In Sylvester v. U.S. Army Corps of Engineers, 884 F.2d 394 (9th Cir. 1989), the court upheld the Corps of Engineers' regulations relating to the scope of its analysis. In that case, a developer planned a ski resort and a golf course. The golf course was planned on a meadow which contained pockets of wetlands. The Corps limited its environmental assessment to the wetlands and not the entire resort. The court upheld this limited scope of analysis because the golf course and the resort were not joined to each other like two links of a single chain. The court noted that both the golf course and the resort could exist without the other.
Similarly, in Wetlands Action Network v. U.S. Army Corps of Engineers, 222 F.3d 1105 (9th Cir. 2000), the court upheld the Corps of Engineers' decision to limit its environmental assessment to the wetland portion of a major development. The court noted that the wetland portion of the proposed development was relatively small and that the project could proceed without the permit. 222 F.3d at 1117. The court acknowledged that deciding whether federal and non-federal activity are sufficiently interrelated to constitute federal action for NEPA purposes is a very fact-specific question. Id. at 1116.
Here, the facts appear to be more like those in Stewart v. Potts, 996 F. Supp. 668 (S.D. Tex. 1998), than in either Sylvester or Wetlands Action Network. In Stewart v. Potts, the wetlands were not in a separate area, but were "scattered throughout the 200-acre tract." 996 F. Supp. at 682. The court noted that in all of the cases in which the Corps' jurisdictional disclaimers were upheld, the federal portion and the non-federal portion were "physically, functionally, and logically separable." Id. at 682. The court concluded that because of the interdependence, the scope of analysis should have included the entire project. Id. at 682-83.

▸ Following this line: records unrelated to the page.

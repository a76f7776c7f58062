// src/repositories/staff.rs

use async_trait::async_trait;
use chrono::Utc;
use sqlx::SqlitePool;
use validator::Validate;

use super::StaffRepository;
use crate::auth::StaffRole;
use crate::error::{ApiError, ApiResult};
use crate::models::{NewStaffAccount, StaffAccount, StaffAccountRow};
use crate::validator::{reject_blank_fields, FieldValidator};

/// Single repository implementation; the role picks the table
#[derive(Clone)]
pub struct RoleRepository {
    pool: SqlitePool,
    role: StaffRole,
    bcrypt_cost: u32,
}

impl RoleRepository {
    pub fn new(pool: SqlitePool, role: StaffRole, bcrypt_cost: u32) -> Self {
        Self { pool, role, bcrypt_cost }
    }
}

#[async_trait]
impl StaffRepository for RoleRepository {
    fn role(&self) -> StaffRole {
        self.role
    }

    async fn find_by_credential(&self, email: &str) -> ApiResult<Option<StaffAccount>> {
        let query = format!(
            "SELECT id, name, email, phone, password_hash, created_at FROM {} WHERE email = ?",
            self.role.table()
        );

        let row = sqlx::query_as::<_, StaffAccountRow>(&query)
            .bind(email.trim().to_lowercase())
            .fetch_optional(&self.pool)
            .await?;

        Ok(row.map(|row| StaffAccount::from_row(self.role, row)))
    }

    async fn create(&self, account: NewStaffAccount) -> ApiResult<StaffAccount> {
        account.validate()?;
        reject_blank_fields(&[("name", Some(account.name.as_str()))]).into_result()?;
        if let Some(phone) = account.phone.as_deref() {
            FieldValidator::phone(phone).map_err(|e| ApiError::ValidationError(e.to_string()))?;
        }

        let email = account.email.trim().to_lowercase();
        let password_hash = bcrypt::hash(&account.password, self.bcrypt_cost)
            .map_err(|e| ApiError::InternalServerError(format!("Failed to hash password: {}", e)))?;
        let now = Utc::now();

        let query = format!(
            "INSERT INTO {} (name, email, phone, password_hash, created_at) VALUES (?, ?, ?, ?, ?)",
            self.role.table()
        );

        let result = sqlx::query(&query)
            .bind(account.name.trim())
            .bind(&email)
            .bind(&account.phone)
            .bind(&password_hash)
            .bind(now)
            .execute(&self.pool)
            .await
            .map_err(|e| ApiError::from(e).with_conflict_message("An account with this email already exists"))?;

        log::info!("👤 {} account created: {}", self.role.display_name(), email);

        Ok(StaffAccount {
            id: result.last_insert_rowid(),
            role: self.role,
            name: account.name.trim().to_string(),
            email,
            phone: account.phone,
            password_hash,
            created_at: now,
        })
    }

    async fn count(&self) -> ApiResult<i64> {
        let query = format!("SELECT COUNT(*) FROM {}", self.role.table());
        let count: i64 = sqlx::query_scalar(&query)
            .fetch_one(&self.pool)
            .await?;
        Ok(count)
    }
}

#[cfg(test)]
mod tests {
    use super::*;
    use crate::db::test_pool;

    fn account(email: &str) -> NewStaffAccount {
        NewStaffAccount {
            name: "Ravi Kumar".to_string(),
            email: email.to_string(),
            phone: Some("+91 98450 12345".to_string()),
            password: "Sup3rSecret".to_string(),
        }
    }

    #[actix_rt::test]
    async fn test_create_and_find_by_credential() {
        let pool = test_pool().await;
        let repo = RoleRepository::new(pool, StaffRole::LabAssistant, 4);

        let created = repo.create(account("Ravi@Example.com")).await.unwrap();
        assert_eq!(created.email, "ravi@example.com");
        assert!(bcrypt::verify("Sup3rSecret", &created.password_hash).unwrap());

        let found = repo.find_by_credential("ravi@example.com").await.unwrap().unwrap();
        assert_eq!(found.id, created.id);
        assert_eq!(found.role, StaffRole::LabAssistant);
        assert_eq!(repo.count().await.unwrap(), 1);
    }

    #[actix_rt::test]
    async fn test_duplicate_email_is_conflict() {
        let pool = test_pool().await;
        let repo = RoleRepository::new(pool, StaffRole::Hod, 4);

        repo.create(account("hod@example.com")).await.unwrap();
        let err = repo.create(account("hod@example.com")).await.unwrap_err();
        assert!(matches!(err, ApiError::Conflict(_)));
    }

    #[actix_rt::test]
    async fn test_roles_are_stored_separately() {
        let pool = test_pool().await;
        let incharges = RoleRepository::new(pool.clone(), StaffRole::LabIncharge, 4);
        let assistants = RoleRepository::new(pool, StaffRole::LabAssistant, 4);

        incharges.create(account("same@example.com")).await.unwrap();
        assistants.create(account("same@example.com")).await.unwrap();

        assert!(incharges.find_by_credential("same@example.com").await.unwrap().is_some());
        assert_eq!(assistants.count().await.unwrap(), 1);
        assert_eq!(assistants.role(), StaffRole::LabAssistant);
    }

    #[actix_rt::test]
    async fn test_invalid_account_is_rejected() {
        let pool = test_pool().await;
        let repo = RoleRepository::new(pool, StaffRole::Admin, 4);

        let mut bad = account("not-an-email");
        assert!(matches!(repo.create(bad.clone()).await, Err(ApiError::ValidationError(_))));

        bad = account("ok@example.com");
        bad.phone = Some("call me".to_string());
        assert!(matches!(repo.create(bad).await, Err(ApiError::ValidationError(_))));

        bad = account("ok@example.com");
        bad.name = "   ".to_string();
        assert!(matches!(repo.create(bad).await, Err(ApiError::ValidationError(_))));

        bad = account("ok@example.com");
        bad.phone = Some("+12345678901234567890".to_string());
        assert!(matches!(repo.create(bad).await, Err(ApiError::ValidationError(_))));
        assert_eq!(repo.count().await.unwrap(), 0);
    }
}
// src/staff_handlers.rs
use actix_web::{web, HttpRequest, HttpResponse};
use std::str::FromStr;
use std::sync::Arc;

use crate::AppState;
use crate::audit::audit;
use crate::auth::{require_permission, StaffRole};
use crate::error::{ApiError, ApiResult};
use crate::handlers::ApiResponse;
use crate::models::NewStaffAccount;
use crate::repositories::StaffRepository;

/// Registers a staff account in the table of the role named in the path
pub async fn register_staff(
    app_state: web::Data<Arc<AppState>>,
    http_request: HttpRequest,
    path: web::Path<String>,
    body: web::Json<NewStaffAccount>,
) -> ApiResult<HttpResponse> {
    let claims = require_permission(&http_request, StaffRole::can_manage_staff)?;
    let raw_role = path.into_inner();
    let role = StaffRole::from_str(&raw_role)
        .map_err(|_| ApiError::BadRequest(format!("Unknown role '{}'", raw_role)))?;

    let repository = app_state.staff_repository(role);
    let account = repository.create(body.into_inner()).await?;

    audit(
        &app_state.db_pool, &claims.sub, "create", repository.role().table(), &account.id.to_string(),
        &format!("Registered {} {}", role.display_name(), account.email),
        &http_request,
    ).await;

    Ok(HttpResponse::Created().json(ApiResponse::success(account)))
}
// src/config.rs - Configuration management
use serde::Deserialize;
use std::env;
use std::fs;
use std::path::Path;
use anyhow::{Context, Result};

#[derive(Debug, Deserialize, Clone, Default)]
#[serde(default)]
pub struct Config {
    pub server: ServerConfig,
    pub database: DatabaseConfig,
    pub auth: AuthConfig,
    pub security: SecurityConfig,
    pub logging: LoggingConfig,
}

#[derive(Debug, Deserialize, Clone)]
#[serde(default)]
pub struct ServerConfig {
    pub host: String,
    pub port: u16,
    pub workers: Option<usize>,
    pub keep_alive: u64,
    pub client_timeout: u64,
}

#[derive(Debug, Deserialize, Clone)]
#[serde(default)]
pub struct DatabaseConfig {
    pub url: String,
    pub max_connections: u32,
    pub min_connections: u32,
    pub connect_timeout: u64,
    pub idle_timeout: u64,
}

#[derive(Debug, Deserialize, Clone)]
#[serde(default)]
pub struct AuthConfig {
    /// Shared HS256 secret of the external credential service.
    pub jwt_secret: String,
    pub bcrypt_cost: u32,
}

#[derive(Debug, Deserialize, Clone)]
#[serde(default)]
pub struct SecurityConfig {
    pub allowed_origins: Vec<String>,
    pub max_request_size: usize,
    pub require_https: bool,
}

#[derive(Debug, Deserialize, Clone)]
#[serde(default)]
pub struct LoggingConfig {
    pub level: String,
    pub audit_retention_days: i64,
}

// Dummy defaults for tests (no ENV read here)
impl Default for AuthConfig {
    fn default() -> Self {
        Self {
            jwt_secret: "dummy_32_chars_for_tests_only!!!".to_string(),
            bcrypt_cost: 10,
        }
    }
}

impl Default for ServerConfig {
    fn default() -> Self {
        Self {
            host: "127.0.0.1".to_string(),
            port: 8080,
            workers: None,
            keep_alive: 30,
            client_timeout: 30,
        }
    }
}

impl Default for DatabaseConfig {
    fn default() -> Self {
        Self {
            url: "labdesk.db".to_string(),
            max_connections: 10,
            min_connections: 1,
            connect_timeout: 30,
            idle_timeout: 600,
        }
    }
}

impl Default for SecurityConfig {
    fn default() -> Self {
        Self {
            allowed_origins: vec![
                "http://localhost:3000".to_string(),
                "http://127.0.0.1:3000".to_string(),
            ],
            max_request_size: 1024 * 1024,
            require_https: false,
        }
    }
}

impl Default for LoggingConfig {
    fn default() -> Self {
        Self {
            level: "info".to_string(),
            audit_retention_days: 90,
        }
    }
}

pub fn load_config() -> Result<Config> {
    load_env_file()?;

    let mut config = if let Ok(config_file) = env::var("CONFIG_FILE") {
        let config_str = fs::read_to_string(Path::new(&config_file))
            .with_context(|| format!("Failed to read config file: {}", config_file))?;
        Config::from_toml_str(&config_str)
            .with_context(|| format!("Failed to parse config file: {}", config_file))?
    } else {
        Config::default()
    };

    override_with_env(&mut config);

    config.validate()
        .context("Configuration validation failed")?;

    Ok(config)
}

fn override_with_env(config: &mut Config) {
    if let Ok(host) = env::var("BIND_ADDRESS") {
        config.server.host = host;
    }
    if let Ok(port_str) = env::var("LABDESK_PORT") {
        if let Ok(port) = port_str.parse::<u16>() {
            config.server.port = port;
        }
    }
    if let Ok(workers_str) = env::var("LABDESK_WORKERS") {
        if let Ok(workers) = workers_str.parse::<usize>() {
            config.server.workers = Some(workers);
        }
    }
    if let Ok(jwt_secret) = env::var("JWT_SECRET") {
        config.auth.jwt_secret = jwt_secret;
    }
    if let Ok(bcrypt_str) = env::var("AUTH_BCRYPT_COST") {
        if let Ok(bcrypt) = bcrypt_str.parse::<u32>() {
            config.auth.bcrypt_cost = bcrypt;
        }
    }
    if let Ok(url) = env::var("DATABASE_URL") {
        config.database.url = url;
    }
    if let Ok(max_conn_str) = env::var("DATABASE_MAX_CONNECTIONS") {
        if let Ok(max_conn) = max_conn_str.parse::<u32>() {
            config.database.max_connections = max_conn;
        }
    }
    if let Ok(min_conn_str) = env::var("DATABASE_MIN_CONNECTIONS") {
        if let Ok(min_conn) = min_conn_str.parse::<u32>() {
            config.database.min_connections = min_conn;
        }
    }
    if let Ok(origins_str) = env::var("ALLOWED_ORIGINS") {
        config.security.allowed_origins = origins_str
            .split(',')
            .map(|s| s.trim().to_string())
            .filter(|s| !s.is_empty())
            .collect();
    }
    if let Ok(level) = env::var("RUST_LOG") {
        config.logging.level = level;
    }
}

impl Config {
    pub fn from_toml_str(content: &str) -> Result<Self> {
        Ok(toml::from_str(content)?)
    }

    pub fn validate(&self) -> Result<()> {
        if self.auth.jwt_secret.len() < 32 {
            return Err(anyhow::anyhow!(
                "JWT_SECRET must be at least 32 characters long (current: {})",
                self.auth.jwt_secret.len()
            ));
        }

        if !(4..=31).contains(&self.auth.bcrypt_cost) {
            return Err(anyhow::anyhow!(
                "bcrypt_cost must be between 4 and 31 (current: {})",
                self.auth.bcrypt_cost
            ));
        }

        if self.database.max_connections < self.database.min_connections {
            return Err(anyhow::anyhow!(
                "max_connections ({}) must be >= min_connections ({})",
                self.database.max_connections,
                self.database.min_connections
            ));
        }

        if self.logging.audit_retention_days < 1 {
            return Err(anyhow::anyhow!("audit_retention_days must be positive"));
        }

        Ok(())
    }

    pub fn is_production(&self) -> bool {
        env::var("LABDESK_ENV").map(|v| v == "production").unwrap_or(false)
    }

    pub fn print_startup_info(&self) {
        log::info!("🧪 labdesk starting up...");
        log::info!("🌐 Server: {}:{}", self.server.host, self.server.port);
        log::info!("💾 Database: {} (pool {}..{})",
            self.database.url, self.database.min_connections, self.database.max_connections);
        log::info!("📊 Logging: {} level, audit retention {} days",
            self.logging.level, self.logging.audit_retention_days);

        if !self.is_production() {
            log::warn!("🚧 Running in development mode");
        }

        if self.security.require_https {
            log::info!("🔒 HTTPS enforcement enabled");
        } else if self.is_production() {
            log::warn!("⚠️  HTTPS not required in production mode");
        }
    }
}

pub fn load_env_file() -> Result<()> {
    if let Ok(env_file) = env::var("ENV_FILE") {
        dotenvy::from_filename(&env_file)
            .with_context(|| format!("Failed to load environment file: {}", env_file))?;
    } else if Path::new(".env").exists() {
        dotenvy::dotenv().context("Failed to load .env file")?;
    }
    Ok(())
}

#[cfg(test)]
mod tests {
    use super::*;
    use std::io::Write;
    use tempfile::NamedTempFile;

    #[test]
    fn test_default_config() {
        let config = Config::default();
        assert_eq!(config.server.host, "127.0.0.1");
        assert_eq!(config.server.port, 8080);
        assert_eq!(config.logging.audit_retention_days, 90);
        assert!(config.auth.jwt_secret.len() >= 32);
        assert!(config.validate().is_ok());
    }

    #[test]
    fn test_config_validation() {
        let mut config = Config::default();

        config.auth.jwt_secret = "short".to_string();
        assert!(config.validate().is_err());

        config.auth.jwt_secret = "a".repeat(32);
        assert!(config.validate().is_ok());

        config.auth.bcrypt_cost = 2;
        assert!(config.validate().is_err());
        config.auth.bcrypt_cost = 10;

        config.database.max_connections = 1;
        config.database.min_connections = 5;
        assert!(config.validate().is_err());
    }

    #[test]
    fn test_toml_loading() -> Result<()> {
        let toml_content = r#"
        [server]
        host = "0.0.0.0"
        port = 9000

        [auth]
        jwt_secret = "test_secret_123456789012345678901234567890"
        "#;

        let mut temp_file = NamedTempFile::new()?;
        temp_file.write_all(toml_content.as_bytes())?;

        let content = fs::read_to_string(temp_file.path())?;
        let config = Config::from_toml_str(&content)?;
        assert_eq!(config.server.host, "0.0.0.0");
        assert_eq!(config.server.port, 9000);
        assert_eq!(config.auth.jwt_secret, "test_secret_123456789012345678901234567890");
        // Sections and fields missing from the file keep their defaults
        assert_eq!(config.auth.bcrypt_cost, 10);
        assert_eq!(config.database.max_connections, 10);

        Ok(())
    }

    #[test]
    fn test_invalid_toml_is_rejected() {
        assert!(Config::from_toml_str("[server]\nport = \"not a number\"").is_err());
    }
}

Here, the Corps' Environmental Assessment acknowledges that "a no-action alternative (i.e., no Corps' permit issued) would not allow the site to be developed in a manner that would accomplish the applicant's project purpose." Environmental Assessment at 4, ¶ I E(1).
This case thus differs from both Sylvester and Wetlands in that the uplands here are not some separate piece of property but instead are interspersed throughout the section surrounded by washes on every side. It would not be practicable to develop the uplands without an impact on the washes, or to fill in the washes without an impact on the uplands. The permit authorizes 66 crossings interspersed throughout the entire section. And, unlike both Sylvester and Wetlands, the Corps has admitted in its Environmental Assessment that if it did not issue the permit, the site could not be developed in accordance with the project's purpose.
This case, therefore, presents a very substantial question about the application of the Corps' NEPA implementing regulations. Under the relevant regulations, 33 C.F.R. Part 325, Appendix B, Section 7(b), the Corps is considered to have control and responsibility for portions of the project beyond the limits of the Corps' jurisdiction "where the environmental consequences of the larger project are essentially products of the Corps' permit action." Here, the development of the entire section with 794 houses is directly dependant upon, and the product of, the Corps' permit action. Without a permit to allow for 66 separate and dispersed crossings, the private project could not go forward.
The Corps' scope of analysis under the National Environmental Policy Act, Environmental Assessment at 3 ¶ I(D), raises substantial questions. In subparagraph D(1), the Corps discusses the crossings as though they were "merely a link" in a corridor type project. But the washes run through the property the way lines run through graph paper. This is not just a pipeline or roadway to a private project. Here, the washes and the land are part and parcel of the same project.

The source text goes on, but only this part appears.